§ **What the exercise asks**
Below are the records. Retype exactly the lines between the lines holding "performs the step" and "a system process", inclusive.

§ **Data to use**
********
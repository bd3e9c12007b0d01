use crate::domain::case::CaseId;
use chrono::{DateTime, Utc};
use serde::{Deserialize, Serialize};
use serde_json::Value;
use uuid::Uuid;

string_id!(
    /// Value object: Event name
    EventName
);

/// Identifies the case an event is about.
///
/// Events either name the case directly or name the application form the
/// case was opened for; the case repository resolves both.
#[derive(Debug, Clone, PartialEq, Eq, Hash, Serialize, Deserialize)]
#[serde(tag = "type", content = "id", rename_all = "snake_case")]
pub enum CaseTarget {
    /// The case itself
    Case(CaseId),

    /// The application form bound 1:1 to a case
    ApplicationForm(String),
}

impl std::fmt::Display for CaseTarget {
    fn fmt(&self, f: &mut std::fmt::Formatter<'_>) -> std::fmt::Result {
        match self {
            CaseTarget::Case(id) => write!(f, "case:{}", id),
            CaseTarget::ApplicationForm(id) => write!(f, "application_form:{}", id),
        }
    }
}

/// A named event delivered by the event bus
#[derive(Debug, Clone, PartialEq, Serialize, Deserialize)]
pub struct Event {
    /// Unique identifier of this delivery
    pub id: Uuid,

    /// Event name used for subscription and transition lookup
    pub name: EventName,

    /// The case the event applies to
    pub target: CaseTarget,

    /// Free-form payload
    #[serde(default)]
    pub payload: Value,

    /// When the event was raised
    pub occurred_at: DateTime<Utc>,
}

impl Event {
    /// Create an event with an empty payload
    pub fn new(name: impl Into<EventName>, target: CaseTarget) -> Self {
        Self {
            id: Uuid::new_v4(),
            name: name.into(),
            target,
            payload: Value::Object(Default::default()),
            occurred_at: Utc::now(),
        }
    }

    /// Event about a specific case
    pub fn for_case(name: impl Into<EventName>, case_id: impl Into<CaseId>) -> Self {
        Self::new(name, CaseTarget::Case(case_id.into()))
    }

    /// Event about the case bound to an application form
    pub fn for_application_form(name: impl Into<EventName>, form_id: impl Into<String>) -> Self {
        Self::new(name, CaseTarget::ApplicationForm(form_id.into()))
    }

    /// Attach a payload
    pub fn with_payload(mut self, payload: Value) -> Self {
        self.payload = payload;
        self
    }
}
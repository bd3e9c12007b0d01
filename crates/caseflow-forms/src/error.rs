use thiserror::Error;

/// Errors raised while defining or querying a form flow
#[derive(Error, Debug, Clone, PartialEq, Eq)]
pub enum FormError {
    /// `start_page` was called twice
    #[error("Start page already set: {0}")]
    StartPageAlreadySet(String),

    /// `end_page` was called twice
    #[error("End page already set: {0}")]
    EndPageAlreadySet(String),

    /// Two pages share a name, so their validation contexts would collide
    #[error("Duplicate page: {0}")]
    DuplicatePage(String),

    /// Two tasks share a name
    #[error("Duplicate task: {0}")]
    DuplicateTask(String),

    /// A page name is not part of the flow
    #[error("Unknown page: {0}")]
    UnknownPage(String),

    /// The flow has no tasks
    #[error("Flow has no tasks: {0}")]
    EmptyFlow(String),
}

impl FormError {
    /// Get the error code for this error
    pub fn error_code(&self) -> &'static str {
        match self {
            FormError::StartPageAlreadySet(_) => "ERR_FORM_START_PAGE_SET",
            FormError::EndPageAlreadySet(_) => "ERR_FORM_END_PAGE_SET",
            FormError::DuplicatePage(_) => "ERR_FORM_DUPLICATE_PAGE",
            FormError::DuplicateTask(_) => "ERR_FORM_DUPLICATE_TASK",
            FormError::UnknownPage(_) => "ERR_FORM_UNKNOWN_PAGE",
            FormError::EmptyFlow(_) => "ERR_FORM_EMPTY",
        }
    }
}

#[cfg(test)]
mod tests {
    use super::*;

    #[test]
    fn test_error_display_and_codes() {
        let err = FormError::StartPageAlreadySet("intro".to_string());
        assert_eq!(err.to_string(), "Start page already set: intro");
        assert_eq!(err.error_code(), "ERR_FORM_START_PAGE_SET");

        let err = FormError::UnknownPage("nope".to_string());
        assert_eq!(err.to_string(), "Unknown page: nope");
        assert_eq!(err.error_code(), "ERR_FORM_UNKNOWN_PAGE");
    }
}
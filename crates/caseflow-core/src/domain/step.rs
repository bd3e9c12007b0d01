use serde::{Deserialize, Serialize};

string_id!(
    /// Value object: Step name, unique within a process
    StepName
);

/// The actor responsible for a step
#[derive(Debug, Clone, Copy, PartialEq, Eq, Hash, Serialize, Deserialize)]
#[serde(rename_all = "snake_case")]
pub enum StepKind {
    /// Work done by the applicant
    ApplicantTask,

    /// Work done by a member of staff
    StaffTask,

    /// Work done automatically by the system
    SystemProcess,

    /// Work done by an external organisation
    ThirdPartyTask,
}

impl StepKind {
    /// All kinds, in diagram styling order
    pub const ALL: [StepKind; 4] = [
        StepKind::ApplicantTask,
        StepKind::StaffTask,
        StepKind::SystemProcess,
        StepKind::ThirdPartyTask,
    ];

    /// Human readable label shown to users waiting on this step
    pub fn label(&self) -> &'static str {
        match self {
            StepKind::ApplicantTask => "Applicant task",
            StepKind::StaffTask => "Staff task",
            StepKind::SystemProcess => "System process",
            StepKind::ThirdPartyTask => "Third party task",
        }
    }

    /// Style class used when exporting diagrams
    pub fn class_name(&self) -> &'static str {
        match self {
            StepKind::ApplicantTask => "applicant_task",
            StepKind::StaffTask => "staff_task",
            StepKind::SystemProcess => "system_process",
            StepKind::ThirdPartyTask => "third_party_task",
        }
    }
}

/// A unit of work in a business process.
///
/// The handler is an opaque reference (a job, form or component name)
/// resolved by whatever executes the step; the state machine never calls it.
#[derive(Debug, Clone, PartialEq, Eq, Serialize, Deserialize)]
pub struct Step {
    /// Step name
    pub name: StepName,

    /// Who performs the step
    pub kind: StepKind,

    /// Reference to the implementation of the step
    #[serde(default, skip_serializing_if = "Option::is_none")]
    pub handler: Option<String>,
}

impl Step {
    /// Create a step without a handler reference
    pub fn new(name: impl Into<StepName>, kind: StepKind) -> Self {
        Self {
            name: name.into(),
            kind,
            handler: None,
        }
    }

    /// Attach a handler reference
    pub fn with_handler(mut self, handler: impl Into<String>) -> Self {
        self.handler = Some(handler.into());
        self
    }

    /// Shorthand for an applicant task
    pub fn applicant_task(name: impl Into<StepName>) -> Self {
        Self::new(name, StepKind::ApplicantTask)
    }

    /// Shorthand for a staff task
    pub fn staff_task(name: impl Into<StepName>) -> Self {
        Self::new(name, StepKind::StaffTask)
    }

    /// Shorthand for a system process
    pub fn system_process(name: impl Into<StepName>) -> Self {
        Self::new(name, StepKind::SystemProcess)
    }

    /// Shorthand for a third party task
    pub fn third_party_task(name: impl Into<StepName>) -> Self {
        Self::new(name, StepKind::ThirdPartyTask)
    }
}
********
§ **Answer section**
    /// Who performs the step
    pub kind: StepKind,

    /// Reference to the implementation of the step
    #[serde(default, skip_serializing_if = "Option::is_none")]
    pub handler: Option<String>,
}

impl Step {
    /// Create a step without a handler reference
    pub fn new(name: impl Into<StepName>, kind: StepKind) -> Self {
        Self {
            name: name.into(),
            kind,
            handler: None,
        }
    }

    /// Attach a handler reference
    pub fn with_handler(mut self, handler: impl Into<String>) -> Self {
        self.handler = Some(handler.into());
        self
    }

    /// Shorthand for an applicant task
    pub fn applicant_task(name: impl Into<StepName>) -> Self {
        Self::new(name, StepKind::ApplicantTask)
    }

    /// Shorthand for a staff task
    pub fn staff_task(name: impl Into<StepName>) -> Self {
        Self::new(name, StepKind::StaffTask)
    }

    /// Shorthand for a system process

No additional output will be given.